In fact, because many facilities reported that a physician is not always necessary to perform the procedure, a new code was established recently, G0167 (hyperbaric oxygen treatment not requiring physician attendance, per treatment session). Reimbursement for this code is left to the carriers discretion, so it is important to check before authorizing the service without a physician present. According to Caroline E. Fife, MD, associate professor, department of anesthesiology at the University of Texas in Houston and immediate past president of the Undersea Hyperbaric Medical Society (UHMS), the new code is a little misleading. It is particularly confusing to require a physician to generate a charge for which there is a practice-expense reimbursement, but for which no actual work is being done.
Who Can Perform HBO?
Credentialing and physician attendance are two of the more hotly contested concerns among HBO advocates and a potential source of real confusion among coders.
Regional carriers generally differ in their credentialing requirements for attending physicians. HCFA was at one time establishing requirements for credentialing physicians, based on those that now exist in Texas, but has since backed off. Last year, according to Leon Greenbaum, MD, executive director of the Kensington, Md.-based UHMS, the American Medical Association (AMA) established the foundations for medical professional certification in the procedure.

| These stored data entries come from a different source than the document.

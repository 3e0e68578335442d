use super::{camera, gray, look_at_origin};
use crate::core::demo::{Demo, DemoContext};
use crate::core::frame_buffer::FrameBuffer;
use crate::core::geometry::Geometry;
use crate::core::rasterizer::{PipelineState, Primitive, Renderer};
use crate::core::shader::ShaderProgram;
use crate::core::shadow_buffer::MultiShadowBuffer;
use crate::error::Result;
use crate::geometry::shapes;
use crate::geometry::transform::TransformFactory;
use crate::geometry::vertex::NormalVertex;
use crate::shaders::{DepthShader, Light, PhongParams, PhongShader, ShadowMaps};
use log::info;
use nalgebra::{Matrix4, Vector3};

const SHADOW_SIZE: usize = 2048;
const LIGHT_POSITIONS: [[f32; 3]; 4] = [[-4.0, 4.0, 7.0], [5.0, -5.0, 9.0], [3.0, 3.0, 6.0], [-3.0, -2.0, 8.0]];

/// 网格模型悬在平面上方，四个光源各自投下一层阴影
pub struct MultiShadowDemo {
    program: ShaderProgram<PhongParams>,
    mesh: Geometry<NormalVertex>,
    plane: Geometry<NormalVertex>,
    lights: Vec<Light>,
    shadows: MultiShadowBuffer,
    aspect: f32,
    time: f32,
}

impl MultiShadowDemo {
    pub fn new(ctx: &mut DemoContext) -> Result<Self> {
        let projection = TransformFactory::ortho_square(5.0, 1.0, 12.5);
        let lights: Vec<Light> = LIGHT_POSITIONS
            .iter()
            .map(|p| {
                let position = Vector3::from(*p);
                Light::new(position, projection * look_at_origin(position))
            })
            .collect();
        info!("{} 个投射阴影的光源", lights.len());

        Ok(Self {
            program: ctx.load_program()?,
            mesh: ctx.load_mesh("knot.obj")?.into_geometry(),
            plane: Geometry::from_vertices(&shapes::plane(
                Vector3::new(0.0, 0.0, -2.0),
                Vector3::new(3.0, 0.0, 0.0),
                Vector3::new(0.0, 4.0, 0.0),
            )),
            shadows: MultiShadowBuffer::new(SHADOW_SIZE, SHADOW_SIZE, lights.len()),
            lights,
            aspect: ctx.aspect(),
            time: 0.0,
        })
    }
}

impl Demo for MultiShadowDemo {
    fn update(&mut self, dt: f32) {
        self.time += dt;
    }

    fn render(&mut self, target: &mut FrameBuffer) {
        // 模型每秒绕 y 转一弧度
        let mesh_model = TransformFactory::rotation_y(self.time);

        // 每个光源一层阴影
        self.shadows.clear();
        let shadow_pass = Renderer::new(PipelineState::default().with_polygon_offset(4.0, 4.0));
        for (index, light) in self.lights.iter().enumerate() {
            let layer = self.shadows.layer_mut(index);
            let plane_depth = DepthShader::new(light.view_projection, Matrix4::identity());
            shadow_pass.draw(layer, &plane_depth, &self.plane, Primitive::Triangles);
            let mesh_depth = DepthShader::new(light.view_projection, mesh_model);
            shadow_pass.draw(layer, &mesh_depth, &self.mesh, Primitive::Triangles);
        }

        // 场景
        target.clear(gray(0.75));
        let eye = Vector3::new(2.0, 2.0, 7.0);
        let view_projection = camera(self.aspect, eye);
        let renderer = Renderer::new(PipelineState::default());
        for (model, geometry) in [(Matrix4::identity(), &self.plane), (mesh_model, &self.mesh)] {
            let shader = PhongShader::new(&self.program, model, view_projection, eye, &self.lights)
                .with_shadows(ShadowMaps::Layered(&self.shadows));
            renderer.draw(target, &shader, geometry, Primitive::Triangles);
        }
    }
}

Because there is now a code for physician nonattendance, G0167, knowing what physician attendance actually means is an increasing source of confusion. A UHMS survey revealed a variety of reimbursement practices across the country, including differing physician attendance requirements. Many of the local carrier policies, according to the survey report, addressed the issue of physician attendance. Many simply state that 99183 means physician attendance and supervision, per session. Some go into detail. For example, Utah states that the physician needs to write a note at the beginning, at least every 30 minutes during each patient treatment, and at the end, and have a response time of one minute in the event of emergency. Arkansas ...requires that the physician be in continuous attendance within the immediate hyperbaric oxygen area (e.g., within the same room as the hyperbaric oxygen monoplace chamber, or within the hyperbaric oxygen multiplace chamber). And, there are some local payers that will cover the procedure only in the setting of a hospital, either inpatient or outpatient.
Providers Await Final Rules
Richard Moon, MD, medical director for the Center for Hyperbaric Medicine and Environmental Physiology at Duke University, states that keeping up with HBO reimbursement issues is an ongoing concern. And because HBO is relatively rare, it is a prime target for payers seeking to minimize costs. Even though, according to Moon, a large percentage of the population of patients currently treated with HBO really dont have any other options, particularly cases of chronic, unremitting problems that cannot be treated with surgery.
An important note in the HCFA interim policy states: HBO therapy should not be a replacement for other standard successful therapeutic measures. If the treatment will lead to repair, the rationale certainly exists for using HBO for a condition such as acute thermal and chemical pulmonary damage, which is a specifically stated noncovered condition.
HCFA also cautions that the treatment should range from less than a week to several months, and carriers are advised to review and document the medical necessity for the use of HBO for more than two months, regardless of the condition of the patient, before further reimbursement is made.
Negotiations between HCFA and advocates of the procedures are continuing. As a result, the reimbursement rate for HBO has changed a number of times over the past two years. UHMS is a good source for determining the latest rates.
According to Greenbaum, HCFAs final instructions for HBO, which were due first in January then in July, have been delayed again until August. A HCFA program memorandum, effective this April, reiterates existing interim reimbursement policy. The best advice is that you check with your local carrier before you use HBO.